Still. I gave up enough to qualify for the freedom I sought. I don’t have to spend my time doing anything that I don’t want to be doing. I can choose to spend every moment as I wish. I don’t have to share my time with anyone unless I want to.
Think of each day.
How much of it do you spend doing tasks that you would rather not be doing. Interacting with people whom you don’t want to be around. I don’t have any of that. I am free from acting as if. There is no need. I don’t have the house or the belongings or the capacity to have more belongings that cause me to sacrifice my time in these ways.
I certainly have made sacrifices to have such freedoms in life.
I love wild camping so I can’t say I sacrificed my house. Having magnificent snapshots of the world as I settle down for the night followed by morning coffees surrounded by beautiful worldly landscapes. One of the biggest sacrifices that this brings is having hot showers and bubble baths. Whilst you are stepping into a hot shower with fluffy towels laid out, I am standing naked in a field pouring a litre bottle of cold water over me. Even in the winter months! Whilst you are walking to the end of the hall, opening a door and switching the light on for a late night bathroom stop, I am pulling on a jumper and shoes (checking the insides of course for slugs and spiders) unzipping my tent and going out into the cold and dark. I sacrifice electricity – there are no wall plugs in my tent. There are no Sunday movies on my couch. I got no couch, TV or electricity! When it’s raining, as you leave the office you have an umbrella to run to the car and then into your home. I am outside in the rain, pitching my tent coming to terms with the fact I won’t be able to cook a hot meal that night and will only have bread for dinner. I don’t have a kitchen cupboard. I must ration the food that I carry based on cooking times and size rather than taste.

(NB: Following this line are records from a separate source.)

// Copyright 2019 Zhizhesihai (Beijing) Technology Limited.
//
// Licensed under the Apache License, Version 2.0 (the "License");
// you may not use this file except in compliance with the License.
// You may obtain a copy of the License at
//
//     http://www.apache.org/licenses/LICENSE-2.0
//
// Unless required by applicable law or agreed to in writing, software
// distributed under the License is distributed on an "AS IS" BASIS,
// See the License for the specific language governing permissions and
// limitations under the License.

use core::doc::{DocValuesType, IndexOptions};

use std::fmt;

/// Describes how a field is handled by the indexing chain: whether its value
/// is inverted, stored, and which per-document structures it feeds.
#[derive(Clone, PartialEq, Hash, Serialize, Debug)]
pub struct FieldType {
    pub stored: bool,
    pub tokenized: bool,
    pub store_term_vectors: bool,
    pub store_term_vector_offsets: bool,
    pub store_term_vector_positions: bool,
    pub store_term_vector_payloads: bool,
    pub omit_norms: bool,
    pub index_options: IndexOptions,
    pub doc_values_type: DocValuesType,
}

// Nothing indexed, stored or recorded; presets below override from here.
const NO_CAPABILITIES: FieldType = FieldType {
    stored: false,
    tokenized: true,
    store_term_vectors: false,
    store_term_vector_offsets: false,
    store_term_vector_positions: false,
    store_term_vector_payloads: false,
    omit_norms: false,
    index_options: IndexOptions::Null,
    doc_values_type: DocValuesType::Null,
};

impl Default for FieldType {
    fn default() -> Self {
        NO_CAPABILITIES
    }
}

impl FieldType {
    pub fn indexed(&self) -> bool {
        self.index_options != IndexOptions::Null
    }

    pub fn stored(&self) -> bool {
        self.stored
    }

    pub fn tokenized(&self) -> bool {
        self.tokenized
    }

    pub fn store_term_vectors(&self) -> bool {
        self.store_term_vectors
    }

    pub fn store_term_vector_offsets(&self) -> bool {
        self.store_term_vector_offsets
    }

    pub fn store_term_vector_positions(&self) -> bool {
        self.store_term_vector_positions
    }

    pub fn store_term_vector_payloads(&self) -> bool {
        self.store_term_vector_payloads
    }

    pub fn omit_norms(&self) -> bool {
        self.omit_norms
    }

    pub fn index_options(&self) -> IndexOptions {
        self.index_options
    }

    pub fn doc_values_type(&self) -> DocValuesType {
        self.doc_values_type
    }

    /// True when the indexing chain has nothing to do with a field of this type.
    pub fn is_inert(&self) -> bool {
        !self.indexed() && !self.stored && self.doc_values_type.null()
    }
}

impl fmt::Display for FieldType {
    fn fmt(&self, f: &mut fmt::Formatter) -> fmt::Result {
        if let Ok(s) = ::serde_json::to_string_pretty(self) {
            write!(f, "{}", s)?;
        }

        Ok(())
    }
}

/// Indexed, tokenized, not stored.
pub const TEXT_FIELD_TYPE_NOT_STORED: FieldType = FieldType {
    index_options: IndexOptions::DocsAndFreqsAndPositions,
    ..NO_CAPABILITIES
};

/// Indexed, tokenized, stored.
pub const TEXT_FIELD_TYPE_STORED: FieldType = FieldType {
    stored: true,
    ..TEXT_FIELD_TYPE_NOT_STORED
};

/// Indexed as a single token, omits norms, not stored.
pub const STRING_FIELD_TYPE_NOT_STORED: FieldType = FieldType {
    tokenized: false,
    omit_norms: true,
    index_options: IndexOptions::Docs,
    ..NO_CAPABILITIES
};

/// Indexed as a single token, omits norms, stored.
pub const STRING_FIELD_TYPE_STORED: FieldType = FieldType {
    stored: true,
    ..STRING_FIELD_TYPE_NOT_STORED
};

pub const STORED_FIELD_TYPE: FieldType = FieldType {
    stored: true,
    ..NO_CAPABILITIES
};

const DOC_VALUES_ONLY: FieldType = FieldType {
    tokenized: false,
    ..NO_CAPABILITIES
};

pub const NUMERIC_DOC_VALUES_FIELD_TYPE: FieldType = FieldType {
    doc_values_type: DocValuesType::Numeric,
    ..DOC_VALUES_ONLY
};

pub const SORTED_NUMERIC_DOC_VALUES_FIELD_TYPE: FieldType = FieldType {
    doc_values_type: DocValuesType::SortedNumeric,
    ..DOC_VALUES_ONLY
};

pub const BINARY_DOC_VALUES_FIELD_TYPE: FieldType = FieldType {
    doc_values_type: DocValuesType::Binary,
    ..DOC_VALUES_ONLY
};

pub const SORTED_DOC_VALUES_FIELD_TYPE: FieldType = FieldType {
    doc_values_type: DocValuesType::Sorted,
    ..DOC_VALUES_ONLY
};

pub const SORTED_SET_DOC_VALUES_FIELD_TYPE: FieldType = FieldType {
    doc_values_type: DocValuesType::SortedSet,
    ..DOC_VALUES_ONLY
};

#[cfg(test)]
mod tests {
    use super::*;

    #[test]
    fn test_presets() {
        assert!(FieldType::default().is_inert());
        assert!(TEXT_FIELD_TYPE_STORED.indexed() && TEXT_FIELD_TYPE_STORED.tokenized());
        assert!(!TEXT_FIELD_TYPE_NOT_STORED.stored());
        assert!(STRING_FIELD_TYPE_STORED.omit_norms() && !STRING_FIELD_TYPE_STORED.tokenized());
        assert!(STORED_FIELD_TYPE.stored() && !STORED_FIELD_TYPE.indexed());
        assert_eq!(
            SORTED_SET_DOC_VALUES_FIELD_TYPE.doc_values_type(),
            DocValuesType::SortedSet
        );
        assert!(!NUMERIC_DOC_VALUES_FIELD_TYPE.is_inert());
    }
}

The irony is that sacrificing these things have introduced fantastic new experiences into my world that I didn’t have before. I have my morning wash in petrol station toilets. Most of which have only cold water taps. It’s an immediate ‘hitting the roof’ with excitement moment when I discover the rare jewel of a hot water tap. Followed by the frenzied ‘kit off’ that pursues. Then there’s the absolute divinity on earth of the ‘not had one in two weeks’ hot shower! Nothing I’ve ever purchased or owned has given me such pleasure. The moments I eat anything which is not pasta or bread are almost spiritual. Imagine a child on Christmas day and you capture the same joy I have on spotting an electrical power point. The marvel induced by being in a room with central heating. Throw in a heated towel rail and it’s almost too much for my mind to process.
I do giggle to myself when I think of a man trying to impress me with his mansion and cars, which would have absolutely no effect on me. But show me a hot radiator and a wall socket and I’d be swooning! Of course, I know it’s what’s on the inside of a man that counts and not his central heating or electrical capacities …
Maybe one day I’ll be able to give up that black bag of party dresses in Cathy Curley’s loft and then I can say those magical words;
‘I gave up everything and have only what’s on my bicycle’.
For now, I’ll continue cycling around the world, just as I am.